Nick Gillespie, Reason Magazine "Hit & Run" blog

And now this morning, Obama was on the tube again, yapping about traffic jams. What the hell is going on here? The president of the freaking United States is talking about traffic jams? Then again, in grammar school we did all learn that part of George Washinton's Farewell Address where he warned against entangling alliances and the dread menace of highway jughandles and traffic circles. That Obama's big solution is, ta-da!, "high-speed rail" is simply one more sign that he is simply not serious about anything other than paying off 19th and 20th century legacy special interests. I look forward to tomorrow's press conference, when Obama trains his laser-beam brain on the question of whether Razzles is a candy or a gum. . . .

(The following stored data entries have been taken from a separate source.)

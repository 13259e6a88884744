//! Shared `SQLite` handle.
//!
//! Every store in this crate (accounts, settings, session state, API
//! credentials) reads and writes through one [`Database`]. The bot loop and
//! the API daemon may each open their own handle on the same file; WAL mode
//! lets readers proceed while a writer holds the lock, and `busy_timeout`
//! makes a second writer wait instead of failing immediately.
//!
//! Writes that still lose a lock race (`SQLITE_BUSY` / `SQLITE_LOCKED` after
//! the busy timeout) are retried a bounded number of times by
//! [`Database::write`] and then surface as [`DbError::Contention`]. They are
//! never reported as success.

use std::path::{Path, PathBuf};
use std::sync::{Arc, Mutex, MutexGuard, PoisonError};
use std::time::Duration;

use chrono::{DateTime, Utc};
use rusqlite::{Connection, ErrorCode, OpenFlags};
use thiserror::Error;
use tracing::{debug, warn};

use crate::config::DatabaseConfig;

const CONNECTION_PRAGMAS: &str = r"
PRAGMA journal_mode = WAL;
PRAGMA synchronous = NORMAL;
PRAGMA foreign_keys = ON;
";

/// Errors from the shared database handle.
#[derive(Debug, Error)]
#[non_exhaustive]
pub enum DbError {
    /// Database error from `SQLite`.
    #[error("database error: {0}")]
    Sqlite(#[from] rusqlite::Error),

    /// A write kept losing the lock race and was abandoned.
    #[error("database busy: write abandoned after {attempts} attempts")]
    Contention {
        /// Number of attempts made, including the first.
        attempts: u32,
    },

    /// I/O error while preparing the database location.
    #[error("I/O error: {0}")]
    Io(#[from] std::io::Error),
}

impl DbError {
    /// Returns `true` if the failure was a lost lock race rather than a
    /// broken query or database.
    #[must_use]
    pub const fn is_contention(&self) -> bool {
        matches!(self, Self::Contention { .. })
    }
}

/// A cloneable handle to the shared `SQLite` connection.
#[derive(Clone)]
pub struct Database {
    conn: Arc<Mutex<Connection>>,
    path: Option<PathBuf>,
    contention_retries: u32,
}

impl std::fmt::Debug for Database {
    fn fmt(&self, f: &mut std::fmt::Formatter<'_>) -> std::fmt::Result {
        f.debug_struct("Database")
            .field("path", &self.path)
            .field("contention_retries", &self.contention_retries)
            .finish_non_exhaustive()
    }
}

impl Database {
    /// Opens or creates the database described by `config`.
    ///
    /// # Errors
    ///
    /// Returns an error if the parent directory cannot be created or the
    /// database cannot be opened.
    pub fn open(config: &DatabaseConfig) -> Result<Self, DbError> {
        Self::open_path(
            &config.path,
            config.busy_timeout(),
            config.contention_retries,
        )
    }

    /// Opens or creates a database at `path`.
    ///
    /// # Errors
    ///
    /// Returns an error if the parent directory cannot be created or the
    /// database cannot be opened.
    pub fn open_path(
        path: impl AsRef<Path>,
        busy_timeout: Duration,
        contention_retries: u32,
    ) -> Result<Self, DbError> {
        let path = path.as_ref();
        if let Some(parent) = path.parent().filter(|p| !p.as_os_str().is_empty()) {
            std::fs::create_dir_all(parent)?;
        }

        let conn = Connection::open_with_flags(
            path,
            OpenFlags::SQLITE_OPEN_READ_WRITE
                | OpenFlags::SQLITE_OPEN_CREATE
                | OpenFlags::SQLITE_OPEN_NO_MUTEX,
        )?;
        conn.busy_timeout(busy_timeout)?;
        conn.execute_batch(CONNECTION_PRAGMAS)?;

        debug!(path = %path.display(), "opened database");

        Ok(Self {
            conn: Arc::new(Mutex::new(conn)),
            path: Some(path.to_path_buf()),
            contention_retries,
        })
    }

    /// Creates an in-memory database for testing.
    ///
    /// # Errors
    ///
    /// Returns an error if the database cannot be initialized.
    pub fn in_memory() -> Result<Self, DbError> {
        let conn = Connection::open_in_memory()?;
        conn.execute_batch("PRAGMA foreign_keys = ON;")?;

        Ok(Self {
            conn: Arc::new(Mutex::new(conn)),
            path: None,
            contention_retries: 3,
        })
    }

    /// Returns the database file path, or `None` for in-memory databases.
    #[must_use]
    pub fn path(&self) -> Option<&Path> {
        self.path.as_deref()
    }

    /// Locks the connection.
    ///
    /// A poisoned lock is recovered: an interrupted `rusqlite` transaction
    /// rolls back when dropped, so the connection is still consistent.
    fn lock(&self) -> MutexGuard<'_, Connection> {
        self.conn.lock().unwrap_or_else(PoisonError::into_inner)
    }

    /// Runs a read-only operation.
    ///
    /// # Errors
    ///
    /// Returns the `SQLite` error produced by `op`.
    pub fn read<T>(&self, op: impl FnOnce(&Connection) -> rusqlite::Result<T>) -> Result<T, DbError> {
        let conn = self.lock();
        op(&conn).map_err(DbError::from)
    }

    /// Runs a write operation, retrying it when it loses a lock race.
    ///
    /// `op` may run more than once, so it must not have side effects outside
    /// the database; each attempt should open its own transaction when it
    /// issues more than one statement.
    ///
    /// # Errors
    ///
    /// Returns [`DbError::Contention`] once the retry budget is spent, or the
    /// first non-contention `SQLite` error.
    pub fn write<T>(
        &self,
        mut op: impl FnMut(&mut Connection) -> rusqlite::Result<T>,
    ) -> Result<T, DbError> {
        let mut attempts = 0u32;
        loop {
            attempts += 1;
            let result = {
                let mut conn = self.lock();
                op(&mut conn)
            };

            match result {
                Ok(value) => return Ok(value),
                Err(e) if is_contention(&e) => {
                    if attempts > self.contention_retries {
                        warn!(attempts, "database write abandoned after repeated contention");
                        return Err(DbError::Contention { attempts });
                    }
                    debug!(attempts, error = %e, "database busy, retrying write");
                    std::thread::sleep(backoff(attempts));
                },
                Err(e) => return Err(e.into()),
            }
        }
    }
}

fn is_contention(err: &rusqlite::Error) -> bool {
    matches!(
        err,
        rusqlite::Error::SqliteFailure(e, _)
            if matches!(e.code, ErrorCode::DatabaseBusy | ErrorCode::DatabaseLocked)
    )
}

fn backoff(attempt: u32) -> Duration {
    Duration::from_millis(10 * u64::from(attempt.min(10)))
}

/// Converts stored Unix seconds to a UTC timestamp.
#[must_use]
pub fn from_unix(secs: i64) -> DateTime<Utc> {
    DateTime::from_timestamp(secs, 0).unwrap_or_default()
}

/// Returns the column names of `table`.
pub(crate) fn table_columns(conn: &Connection, table: &str) -> rusqlite::Result<Vec<String>> {
    let mut stmt = conn.prepare(&format!("PRAGMA table_info('{table}')"))?;
    let columns = stmt
        .query_map([], |row| row.get::<_, String>(1))?
        .collect::<Result<Vec<_>, _>>()?;
    Ok(columns)
}

/// Adds each `(column, definition)` missing from `table`.
///
/// Definitions must carry a default so existing rows stay valid.
pub(crate) fn ensure_columns(
    conn: &Connection,
    table: &str,
    columns: &[(&str, &str)],
) -> rusqlite::Result<()> {
    let existing = table_columns(conn, table)?;
    for (name, definition) in columns {
        if !existing.iter().any(|c| c == name) {
            debug!(table, column = name, "adding missing column");
            conn.execute(
                &format!("ALTER TABLE {table} ADD COLUMN {name} {definition}"),
                [],
            )?;
        }
    }
    Ok(())
}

Question to the folks, including some of the libertarian persuasion (you fools!), who were bullish on Obama back when the alternative was John McCain, the Terri Schiavo of presidential candidates: When are you going to admit that Barry O stinks on ice? That for all his high-flying and studiously empty rhetoric he's got the biggest presidential vision deficit since George H.W. Bush puked on a Japanese prime minister (finally, revenge for that long run of Little League World Series losses in the '70s!). If you're the president of the United States and you're talking about goddamn traffic jams and you're proposing high-speed rail as anything other than an unapologetic boondoggle that will a) never get built and b) never get built to the gee-whiz specs it's supposed and c) be ridden by fewer people than commuted by zeppelin last year, you've got real problems, bub. And by extension, so do we all.

Transportation policy is important, for sure. . . . But to hear the president talking about traffic jams like he was.... Well, let's just I'd rather be watching Zardoz. Whatever else you can say about the nightmarish vision of the future, in which Sean Connery wears a cinematic diaper that makes Sting look good at the end of Dune, it solved the Gordian Knot of traffic snarls.